The invention discloses a vacuum membrane distillation seawater desalination system for cascaded coupling utilizing solar energy and waste heat of diesel engine cylinder liner cooling water, which includes a diesel engine cylinder liner cooling water circulation system, a solar hot water circulation system, a material-liquid circulation system, heat exchanger 1, and heat exchange Device 2, membrane module, condensation system and vacuum collection system. The seawater preheated by the condenser enters the water supply tank, and then passes through the first heat exchanger, the second heat exchanger, the cooling water of the diesel engine cylinder liner and the solar hot water for cascade heating, so that the temperature of the feed seawater reaches the working temperature of the membrane module. temperature; the fresh water vapor outlet of the membrane module is sequentially connected through a condensation system and a vacuum collection system. The invention has the advantages of high recovery and utilization rate of waste heat of cooling water of diesel engine cylinder liner, high utilization rate of device energy, adaptability to operation under different working conditions, saving the manufacturing cost of fresh water and increasing the output of fresh water.

Description

A vacuum membrane for cascade coupling utilization of solar energy and diesel engine cylinder liner cooling water waste heat Distillation Seawater Desalination System

technical field

The invention relates to a seawater desalination device, in particular to a vacuum membrane distillation seawater desalination system for cascaded coupling utilization of solar energy and residual heat of cooling water of diesel engine cylinder jackets.

Background technique

Water resources are a necessary condition for the survival and development of human society. my country has a large population base and lack of fresh water resources.
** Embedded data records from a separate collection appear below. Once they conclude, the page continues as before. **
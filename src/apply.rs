//! File-level application of rewrite rules.
//!
//! Reads a file, runs each rule as its own pass over the text (re-scanning
//! the previous pass's output, so rules never rewrite text out from under
//! each other's offsets), and persists the result atomically when anything
//! changed.

use crate::rewrite::{apply_rule, RewriteError};
use crate::rules::RewriteRule;
use serde::Serialize;
use std::fs;
use std::io::Write;
use std::path::{Path, PathBuf};
use thiserror::Error;

#[derive(Error, Debug)]
pub enum ApplyError {
    #[error("file is not valid UTF-8: {file}")]
    MalformedInput { file: PathBuf },

    #[error("file I/O error: {0}")]
    Io(#[from] std::io::Error),

    #[error(transparent)]
    Rewrite(#[from] RewriteError),
}

/// Counts for one rule's pass over one file.
#[derive(Debug, Clone, Serialize)]
pub struct RulePass {
    pub rule: &'static str,
    pub rewritten: usize,
    pub skipped: usize,
}

/// Outcome of running all rules against one file.
#[derive(Debug, Serialize)]
#[must_use = "FileReport should be checked for changes and counts"]
pub struct FileReport {
    pub file: PathBuf,
    pub passes: Vec<RulePass>,
    pub changed: bool,
    /// File text before any pass.
    #[serde(skip)]
    pub original: String,
    /// File text after the final pass.
    #[serde(skip)]
    pub patched: String,
}

impl FileReport {
    /// Total sites rewritten across all passes.
    pub fn rewritten(&self) -> usize {
        self.passes.iter().map(|p| p.rewritten).sum()
    }

    /// Total candidate sites skipped for missing captures.
    pub fn skipped(&self) -> usize {
        self.passes.iter().map(|p| p.skipped).sum()
    }
}

/// Run each rule as its own pass over the source text, in order.
pub fn rewrite_source(
    source: &str,
    rules: &[Box<dyn RewriteRule>],
) -> Result<(String, Vec<RulePass>), RewriteError> {
    let mut text = source.to_string();
    let mut passes = Vec::with_capacity(rules.len());

    for rule in rules {
        let result = apply_rule(&text, rule.as_ref())?;
        passes.push(RulePass {
            rule: rule.name(),
            rewritten: result.rewritten,
            skipped: result.skipped,
        });
        text = result.text;
    }

    Ok((text, passes))
}

/// Run all rules against a file without writing anything back.
pub fn check_file(
    path: impl AsRef<Path>,
    rules: &[Box<dyn RewriteRule>],
) -> Result<FileReport, ApplyError> {
    let path = path.as_ref();
    let original = read_source(path)?;
    let (patched, passes) = rewrite_source(&original, rules)?;
    let changed = patched != original;

    Ok(FileReport {
        file: path.to_path_buf(),
        passes,
        changed,
        original,
        patched,
    })
}

/// Run all rules against a file and atomically persist the result.
///
/// An unchanged file is not rewritten, so re-running over already-patched
/// sources is a no-op on disk.
pub fn patch_file(
    path: impl AsRef<Path>,
    rules: &[Box<dyn RewriteRule>],
) -> Result<FileReport, ApplyError> {
    let path = path.as_ref();
    let report = check_file(path, rules)?;

    if report.changed {
        atomic_write(path, report.patched.as_bytes())?;
    }

    Ok(report)
}

fn read_source(path: &Path) -> Result<String, ApplyError> {
    let bytes = fs::read(path)?;
    String::from_utf8(bytes).map_err(|_| ApplyError::MalformedInput {
        file: path.to_path_buf(),
    })
}

/// Atomic file write: tempfile + fsync + rename.
///
/// Either the full write succeeds or the original file is left intact.
fn atomic_write(path: &Path, content: &[u8]) -> Result<(), ApplyError> {
    // Create the tempfile in the same directory to stay on one filesystem
    let parent = path.parent().ok_or_else(|| {
        ApplyError::Io(std::io::Error::new(
            std::io::ErrorKind::InvalidInput,
            "Path has no parent directory",
        ))
    })?;

    let mut temp = tempfile::NamedTempFile::new_in(parent)?;
    temp.write_all(content)?;
    temp.as_file().sync_all()?;
    temp.persist(path).map_err(|e| ApplyError::Io(e.error))?;

    Ok(())
}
Water shortage has seriously hindered the country's social and economic development. However, our country has a long coastline. If we want to use modern technology to open up new water sources on a large scale, seawater desalination is the first choice. At present, mature seawater desalination technologies can be mainly divided into distillation, membrane, electrodialysis and freezing. Distillation methods are mainly multi-effect flash evaporation, multi-effect evaporation, etc. Although they can use economic energy such as industrial waste heat and nuclear energy, the equipment is bulky and the operating costs are high.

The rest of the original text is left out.